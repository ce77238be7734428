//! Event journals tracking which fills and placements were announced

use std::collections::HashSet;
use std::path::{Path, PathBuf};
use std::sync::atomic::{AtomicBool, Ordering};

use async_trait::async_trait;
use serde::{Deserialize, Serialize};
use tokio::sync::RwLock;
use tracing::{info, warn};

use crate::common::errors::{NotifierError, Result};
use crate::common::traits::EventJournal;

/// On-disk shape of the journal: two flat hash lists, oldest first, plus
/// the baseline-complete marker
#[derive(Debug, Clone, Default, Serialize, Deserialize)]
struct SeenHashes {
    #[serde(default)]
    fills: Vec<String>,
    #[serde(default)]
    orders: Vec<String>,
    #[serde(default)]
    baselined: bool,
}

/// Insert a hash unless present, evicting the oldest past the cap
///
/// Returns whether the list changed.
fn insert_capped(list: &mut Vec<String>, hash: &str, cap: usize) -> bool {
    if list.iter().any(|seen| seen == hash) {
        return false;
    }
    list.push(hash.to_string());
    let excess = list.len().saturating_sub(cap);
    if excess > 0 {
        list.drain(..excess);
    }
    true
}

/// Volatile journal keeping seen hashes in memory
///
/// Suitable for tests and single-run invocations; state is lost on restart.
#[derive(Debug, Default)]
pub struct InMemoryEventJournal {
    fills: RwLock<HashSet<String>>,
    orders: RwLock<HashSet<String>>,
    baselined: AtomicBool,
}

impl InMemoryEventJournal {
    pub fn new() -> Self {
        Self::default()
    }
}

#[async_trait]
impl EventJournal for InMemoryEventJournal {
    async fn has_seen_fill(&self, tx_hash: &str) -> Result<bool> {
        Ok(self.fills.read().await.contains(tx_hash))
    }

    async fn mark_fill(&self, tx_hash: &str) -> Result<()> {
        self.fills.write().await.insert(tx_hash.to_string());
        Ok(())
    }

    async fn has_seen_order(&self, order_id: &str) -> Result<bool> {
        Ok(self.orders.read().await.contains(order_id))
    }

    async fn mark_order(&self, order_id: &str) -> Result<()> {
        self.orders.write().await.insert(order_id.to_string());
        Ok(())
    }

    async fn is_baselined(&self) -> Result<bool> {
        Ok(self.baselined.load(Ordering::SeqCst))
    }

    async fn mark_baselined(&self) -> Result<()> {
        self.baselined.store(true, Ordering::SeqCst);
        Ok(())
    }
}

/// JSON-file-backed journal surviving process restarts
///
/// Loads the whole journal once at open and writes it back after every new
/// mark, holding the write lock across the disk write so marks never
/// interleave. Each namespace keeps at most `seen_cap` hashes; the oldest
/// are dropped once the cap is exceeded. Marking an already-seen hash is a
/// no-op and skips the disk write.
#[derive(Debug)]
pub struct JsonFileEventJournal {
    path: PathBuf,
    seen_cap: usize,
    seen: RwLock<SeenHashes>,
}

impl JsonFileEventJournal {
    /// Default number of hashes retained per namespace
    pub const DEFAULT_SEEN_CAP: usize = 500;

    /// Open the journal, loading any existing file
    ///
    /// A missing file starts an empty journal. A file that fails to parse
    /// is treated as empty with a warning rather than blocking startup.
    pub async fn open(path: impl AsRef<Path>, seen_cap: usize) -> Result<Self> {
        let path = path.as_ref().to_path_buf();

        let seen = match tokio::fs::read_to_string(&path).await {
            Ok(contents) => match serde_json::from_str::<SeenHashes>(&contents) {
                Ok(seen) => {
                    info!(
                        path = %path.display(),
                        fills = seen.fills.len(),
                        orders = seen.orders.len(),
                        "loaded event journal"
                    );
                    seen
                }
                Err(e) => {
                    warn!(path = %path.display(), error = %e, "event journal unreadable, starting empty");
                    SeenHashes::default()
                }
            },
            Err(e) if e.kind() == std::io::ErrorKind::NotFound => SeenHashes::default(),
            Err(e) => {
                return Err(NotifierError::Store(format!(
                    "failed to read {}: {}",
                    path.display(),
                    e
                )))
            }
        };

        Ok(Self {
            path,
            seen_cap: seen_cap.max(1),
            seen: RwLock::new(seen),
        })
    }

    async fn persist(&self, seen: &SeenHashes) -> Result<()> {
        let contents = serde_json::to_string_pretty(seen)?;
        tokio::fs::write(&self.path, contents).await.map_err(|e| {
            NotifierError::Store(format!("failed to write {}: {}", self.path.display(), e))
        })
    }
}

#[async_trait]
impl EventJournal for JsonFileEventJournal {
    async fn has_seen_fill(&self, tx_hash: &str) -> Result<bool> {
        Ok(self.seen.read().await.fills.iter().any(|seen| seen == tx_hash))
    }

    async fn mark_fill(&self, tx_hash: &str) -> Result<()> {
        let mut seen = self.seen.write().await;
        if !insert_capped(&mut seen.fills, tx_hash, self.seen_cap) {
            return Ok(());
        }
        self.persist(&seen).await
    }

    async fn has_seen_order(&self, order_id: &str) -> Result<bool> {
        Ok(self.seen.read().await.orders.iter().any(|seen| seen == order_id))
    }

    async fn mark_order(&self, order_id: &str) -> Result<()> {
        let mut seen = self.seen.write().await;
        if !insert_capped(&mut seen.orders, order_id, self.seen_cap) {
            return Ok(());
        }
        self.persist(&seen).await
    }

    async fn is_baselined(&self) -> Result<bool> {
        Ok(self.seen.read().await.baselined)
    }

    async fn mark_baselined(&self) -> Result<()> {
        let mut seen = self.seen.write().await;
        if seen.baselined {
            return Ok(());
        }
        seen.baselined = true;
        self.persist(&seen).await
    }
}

################

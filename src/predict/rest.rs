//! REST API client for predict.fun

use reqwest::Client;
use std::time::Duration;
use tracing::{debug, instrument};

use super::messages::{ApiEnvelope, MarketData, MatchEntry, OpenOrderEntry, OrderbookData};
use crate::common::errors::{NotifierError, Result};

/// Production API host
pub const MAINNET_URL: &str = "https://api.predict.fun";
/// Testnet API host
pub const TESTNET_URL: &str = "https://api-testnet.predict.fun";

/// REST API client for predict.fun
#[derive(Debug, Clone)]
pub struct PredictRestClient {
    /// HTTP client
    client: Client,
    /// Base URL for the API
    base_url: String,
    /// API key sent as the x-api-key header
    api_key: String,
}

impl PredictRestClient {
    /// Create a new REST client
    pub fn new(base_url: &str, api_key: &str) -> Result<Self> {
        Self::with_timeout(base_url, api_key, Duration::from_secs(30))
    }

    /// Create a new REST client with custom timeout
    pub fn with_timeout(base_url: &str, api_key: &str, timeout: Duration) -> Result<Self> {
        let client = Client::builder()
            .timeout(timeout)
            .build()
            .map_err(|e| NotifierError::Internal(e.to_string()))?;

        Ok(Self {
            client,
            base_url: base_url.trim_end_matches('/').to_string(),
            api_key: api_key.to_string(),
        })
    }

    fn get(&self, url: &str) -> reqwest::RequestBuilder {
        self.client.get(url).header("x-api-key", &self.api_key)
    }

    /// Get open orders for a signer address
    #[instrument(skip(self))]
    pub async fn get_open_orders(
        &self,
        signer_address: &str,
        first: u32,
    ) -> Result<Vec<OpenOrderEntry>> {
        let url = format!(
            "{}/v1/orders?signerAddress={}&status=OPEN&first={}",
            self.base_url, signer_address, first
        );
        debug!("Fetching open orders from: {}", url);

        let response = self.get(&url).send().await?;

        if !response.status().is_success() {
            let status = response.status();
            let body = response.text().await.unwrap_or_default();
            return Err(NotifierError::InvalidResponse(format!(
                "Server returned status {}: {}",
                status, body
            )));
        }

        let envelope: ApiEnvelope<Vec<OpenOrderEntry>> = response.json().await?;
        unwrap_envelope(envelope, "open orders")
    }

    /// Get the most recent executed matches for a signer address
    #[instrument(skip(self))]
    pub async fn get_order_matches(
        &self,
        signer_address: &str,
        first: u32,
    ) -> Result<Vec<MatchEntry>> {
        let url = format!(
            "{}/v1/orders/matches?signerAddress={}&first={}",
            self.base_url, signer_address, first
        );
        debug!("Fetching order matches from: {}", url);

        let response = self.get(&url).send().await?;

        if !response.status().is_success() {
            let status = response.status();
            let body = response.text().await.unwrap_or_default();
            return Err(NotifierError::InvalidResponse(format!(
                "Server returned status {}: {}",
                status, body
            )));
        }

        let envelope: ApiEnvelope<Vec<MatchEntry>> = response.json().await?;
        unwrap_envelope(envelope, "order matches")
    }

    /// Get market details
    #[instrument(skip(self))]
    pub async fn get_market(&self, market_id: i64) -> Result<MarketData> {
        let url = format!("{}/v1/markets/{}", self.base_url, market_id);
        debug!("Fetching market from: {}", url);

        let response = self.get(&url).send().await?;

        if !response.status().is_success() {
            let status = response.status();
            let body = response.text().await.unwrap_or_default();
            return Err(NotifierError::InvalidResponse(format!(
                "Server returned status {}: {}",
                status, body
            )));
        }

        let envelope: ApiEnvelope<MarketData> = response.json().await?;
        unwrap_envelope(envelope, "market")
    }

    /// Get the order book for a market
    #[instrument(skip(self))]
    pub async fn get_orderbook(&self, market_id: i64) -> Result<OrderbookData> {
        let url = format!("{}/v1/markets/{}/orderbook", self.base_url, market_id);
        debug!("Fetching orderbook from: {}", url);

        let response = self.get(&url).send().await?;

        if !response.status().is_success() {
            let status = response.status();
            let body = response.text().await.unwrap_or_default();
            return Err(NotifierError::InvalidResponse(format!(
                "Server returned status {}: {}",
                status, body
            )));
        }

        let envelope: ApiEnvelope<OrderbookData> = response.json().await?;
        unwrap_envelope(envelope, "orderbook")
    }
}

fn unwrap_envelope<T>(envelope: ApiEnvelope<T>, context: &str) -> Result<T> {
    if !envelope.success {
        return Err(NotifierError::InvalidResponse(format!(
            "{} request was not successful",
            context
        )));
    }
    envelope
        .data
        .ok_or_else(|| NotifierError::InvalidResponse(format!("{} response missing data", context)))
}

################

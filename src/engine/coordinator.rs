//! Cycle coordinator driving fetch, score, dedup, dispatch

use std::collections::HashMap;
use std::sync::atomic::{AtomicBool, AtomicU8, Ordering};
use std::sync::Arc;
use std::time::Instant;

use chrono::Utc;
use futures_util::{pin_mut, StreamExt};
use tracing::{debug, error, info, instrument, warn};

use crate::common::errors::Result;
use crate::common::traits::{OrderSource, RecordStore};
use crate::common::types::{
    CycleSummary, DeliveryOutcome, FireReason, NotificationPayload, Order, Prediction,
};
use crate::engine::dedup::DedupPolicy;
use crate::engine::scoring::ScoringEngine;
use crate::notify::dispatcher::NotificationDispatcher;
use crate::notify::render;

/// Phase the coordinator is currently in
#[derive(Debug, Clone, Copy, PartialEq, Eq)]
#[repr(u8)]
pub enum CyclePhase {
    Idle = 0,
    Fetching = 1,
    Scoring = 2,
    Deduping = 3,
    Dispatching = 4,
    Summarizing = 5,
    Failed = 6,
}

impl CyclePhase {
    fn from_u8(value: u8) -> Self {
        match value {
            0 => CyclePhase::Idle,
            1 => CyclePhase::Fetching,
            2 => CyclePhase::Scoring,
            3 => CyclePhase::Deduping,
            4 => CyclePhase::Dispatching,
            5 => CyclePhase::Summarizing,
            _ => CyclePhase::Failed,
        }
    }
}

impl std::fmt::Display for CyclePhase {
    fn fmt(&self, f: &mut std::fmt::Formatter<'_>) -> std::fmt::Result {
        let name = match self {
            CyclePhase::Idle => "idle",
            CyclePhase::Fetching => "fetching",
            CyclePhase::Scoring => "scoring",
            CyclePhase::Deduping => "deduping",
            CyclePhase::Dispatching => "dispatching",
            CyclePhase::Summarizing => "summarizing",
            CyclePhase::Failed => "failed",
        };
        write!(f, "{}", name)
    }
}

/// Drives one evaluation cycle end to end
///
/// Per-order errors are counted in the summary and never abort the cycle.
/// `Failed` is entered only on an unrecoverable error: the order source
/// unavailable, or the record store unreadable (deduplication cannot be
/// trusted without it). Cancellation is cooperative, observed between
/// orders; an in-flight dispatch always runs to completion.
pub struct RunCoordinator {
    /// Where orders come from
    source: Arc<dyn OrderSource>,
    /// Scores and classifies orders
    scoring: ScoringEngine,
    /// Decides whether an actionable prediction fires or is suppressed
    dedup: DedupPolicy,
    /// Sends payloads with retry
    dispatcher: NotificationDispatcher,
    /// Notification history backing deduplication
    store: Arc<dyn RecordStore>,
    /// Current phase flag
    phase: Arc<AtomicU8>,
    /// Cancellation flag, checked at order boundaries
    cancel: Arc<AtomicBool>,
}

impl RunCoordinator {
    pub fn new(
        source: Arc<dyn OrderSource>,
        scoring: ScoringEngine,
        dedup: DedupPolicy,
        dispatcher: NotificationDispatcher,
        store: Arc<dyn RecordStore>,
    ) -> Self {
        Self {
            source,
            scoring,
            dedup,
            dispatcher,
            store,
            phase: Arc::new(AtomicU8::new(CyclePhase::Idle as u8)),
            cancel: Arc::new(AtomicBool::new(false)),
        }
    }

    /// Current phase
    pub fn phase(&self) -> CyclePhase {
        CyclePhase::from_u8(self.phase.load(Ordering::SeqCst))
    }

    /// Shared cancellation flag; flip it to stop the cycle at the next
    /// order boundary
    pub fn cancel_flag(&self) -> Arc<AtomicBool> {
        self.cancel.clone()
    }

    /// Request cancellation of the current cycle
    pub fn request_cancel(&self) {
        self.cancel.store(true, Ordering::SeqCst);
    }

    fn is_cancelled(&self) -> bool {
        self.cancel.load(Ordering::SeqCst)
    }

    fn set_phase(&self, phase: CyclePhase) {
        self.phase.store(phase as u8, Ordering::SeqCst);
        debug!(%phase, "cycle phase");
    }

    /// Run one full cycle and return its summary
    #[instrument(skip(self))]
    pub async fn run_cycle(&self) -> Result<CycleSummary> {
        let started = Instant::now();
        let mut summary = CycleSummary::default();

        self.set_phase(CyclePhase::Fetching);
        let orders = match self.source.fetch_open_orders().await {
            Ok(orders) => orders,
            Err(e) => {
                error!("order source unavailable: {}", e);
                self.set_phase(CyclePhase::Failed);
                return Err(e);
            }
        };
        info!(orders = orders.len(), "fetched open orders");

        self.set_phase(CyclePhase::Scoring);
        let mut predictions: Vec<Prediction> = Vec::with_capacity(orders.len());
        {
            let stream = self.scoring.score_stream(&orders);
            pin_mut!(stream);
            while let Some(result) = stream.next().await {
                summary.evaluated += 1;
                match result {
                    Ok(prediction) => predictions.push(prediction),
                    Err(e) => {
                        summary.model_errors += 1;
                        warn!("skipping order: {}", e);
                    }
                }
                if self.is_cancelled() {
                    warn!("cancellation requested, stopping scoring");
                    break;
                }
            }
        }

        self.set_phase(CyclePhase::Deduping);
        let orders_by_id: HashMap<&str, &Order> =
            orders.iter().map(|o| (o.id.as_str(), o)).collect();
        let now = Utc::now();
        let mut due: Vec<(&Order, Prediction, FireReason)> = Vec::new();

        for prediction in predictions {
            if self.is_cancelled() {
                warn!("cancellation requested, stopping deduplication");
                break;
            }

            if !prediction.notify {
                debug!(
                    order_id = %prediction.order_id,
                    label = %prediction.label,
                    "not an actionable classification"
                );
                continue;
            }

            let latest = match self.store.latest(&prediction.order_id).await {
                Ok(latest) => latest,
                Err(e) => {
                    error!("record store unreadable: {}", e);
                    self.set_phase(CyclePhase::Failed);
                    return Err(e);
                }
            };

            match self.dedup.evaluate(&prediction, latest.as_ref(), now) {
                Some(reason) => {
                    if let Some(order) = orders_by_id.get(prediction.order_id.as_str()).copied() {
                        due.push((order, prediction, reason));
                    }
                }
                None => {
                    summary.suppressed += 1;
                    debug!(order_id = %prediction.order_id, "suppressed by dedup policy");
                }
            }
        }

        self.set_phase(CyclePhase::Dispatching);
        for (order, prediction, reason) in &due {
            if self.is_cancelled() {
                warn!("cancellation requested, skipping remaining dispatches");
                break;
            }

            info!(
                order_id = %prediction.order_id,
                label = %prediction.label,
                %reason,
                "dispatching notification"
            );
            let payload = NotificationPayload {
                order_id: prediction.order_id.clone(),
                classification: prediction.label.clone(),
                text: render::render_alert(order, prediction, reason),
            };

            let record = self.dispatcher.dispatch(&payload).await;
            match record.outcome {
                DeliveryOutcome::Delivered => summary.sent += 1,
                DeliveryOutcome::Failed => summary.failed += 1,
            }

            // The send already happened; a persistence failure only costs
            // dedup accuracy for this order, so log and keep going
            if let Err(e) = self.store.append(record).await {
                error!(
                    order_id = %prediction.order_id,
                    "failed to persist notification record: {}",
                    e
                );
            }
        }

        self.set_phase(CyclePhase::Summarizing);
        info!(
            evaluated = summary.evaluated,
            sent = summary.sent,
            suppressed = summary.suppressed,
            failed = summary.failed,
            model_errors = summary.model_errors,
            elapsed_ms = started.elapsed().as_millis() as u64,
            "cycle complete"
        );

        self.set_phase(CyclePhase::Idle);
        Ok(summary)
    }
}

################

-- WORK TO COMPLETE --
Figure out how many lines above hold "info", then give that number alone.

-- SOLUTION FOR THIS PROBLEM --
6